▸ **The problem**: When a line of the entries below contains "domain", it counts once; state how many such lines there are and nothing else.
BEGIN Data to use
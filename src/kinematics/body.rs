//! Kinematics domain: per-entity velocity and contact state.

use bevy::prelude::*;

/// Velocity and ground contact for an entity moved by the [`Integrator`].
///
/// Position is not stored here; it belongs to the physics backend and is
/// passed into the integrator each tick.
///
/// [`Integrator`]: super::Integrator
#[derive(Component, Debug, Clone)]
pub struct KinematicBody {
    pub velocity: Vec2,
    /// Desired velocity for the current tick, rewritten by a velocity policy
    pub target_velocity: Vec2,
    /// Normal of the surface last classified as ground. Only meaningful while grounded.
    pub ground_normal: Vec2,
    pub grounded: bool,
    /// Gravity scale applied while already falling
    pub gravity_modifier: f32,
    /// Minimum normal y for a surface to count as ground
    pub min_ground_normal_y: f32,
}

impl Default for KinematicBody {
    fn default() -> Self {
        Self {
            velocity: Vec2::ZERO,
            target_velocity: Vec2::ZERO,
            ground_normal: Vec2::Y,
            grounded: false,
            gravity_modifier: 1.0,
            min_ground_normal_y: 0.65,
        }
    }
}

impl KinematicBody {
    pub fn with_gravity_modifier(mut self, gravity_modifier: f32) -> Self {
        self.gravity_modifier = gravity_modifier;
        self
    }

    /// Zero both the current and the target velocity.
    pub fn reset_velocity(&mut self) {
        self.velocity = Vec2::ZERO;
        self.target_velocity = Vec2::ZERO;
    }

    /// Overwrite the backend position and drop all momentum.
    pub fn teleport(&mut self, position: &mut Vec2, destination: Vec2) {
        *position = destination;
        self.reset_velocity();
        self.grounded = false;
        self.ground_normal = Vec2::Y;
    }
}
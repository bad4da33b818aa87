//! Movement domain: input sampling for the runner.

use bevy::prelude::*;

use crate::movement::RunnerInput;

pub(crate) fn read_input(keyboard: Res<ButtonInput<KeyCode>>, mut input: ResMut<RunnerInput>) {
    let left = keyboard.pressed(KeyCode::KeyA) || keyboard.pressed(KeyCode::ArrowLeft);
    let right = keyboard.pressed(KeyCode::KeyD) || keyboard.pressed(KeyCode::ArrowRight);

    // Endless mode reads left as brake and right as boost
    input.brake_held = left;
    input.boost_held = right;
    input.axis = match (left, right) {
        (true, false) => -1.0,
        (false, true) => 1.0,
        _ => 0.0,
    };

    let jump_keys = [KeyCode::Space, KeyCode::KeyW, KeyCode::ArrowUp];
    input.jump_just_pressed |= keyboard.any_just_pressed(jump_keys);
    input.jump_just_released |= keyboard.any_just_released(jump_keys);
}

/// Drop edges the fixed tick has consumed.
pub(crate) fn clear_input_edges(mut input: ResMut<RunnerInput>) {
    input.clear_edges();
}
END Data to use
▸ **Answer**: 2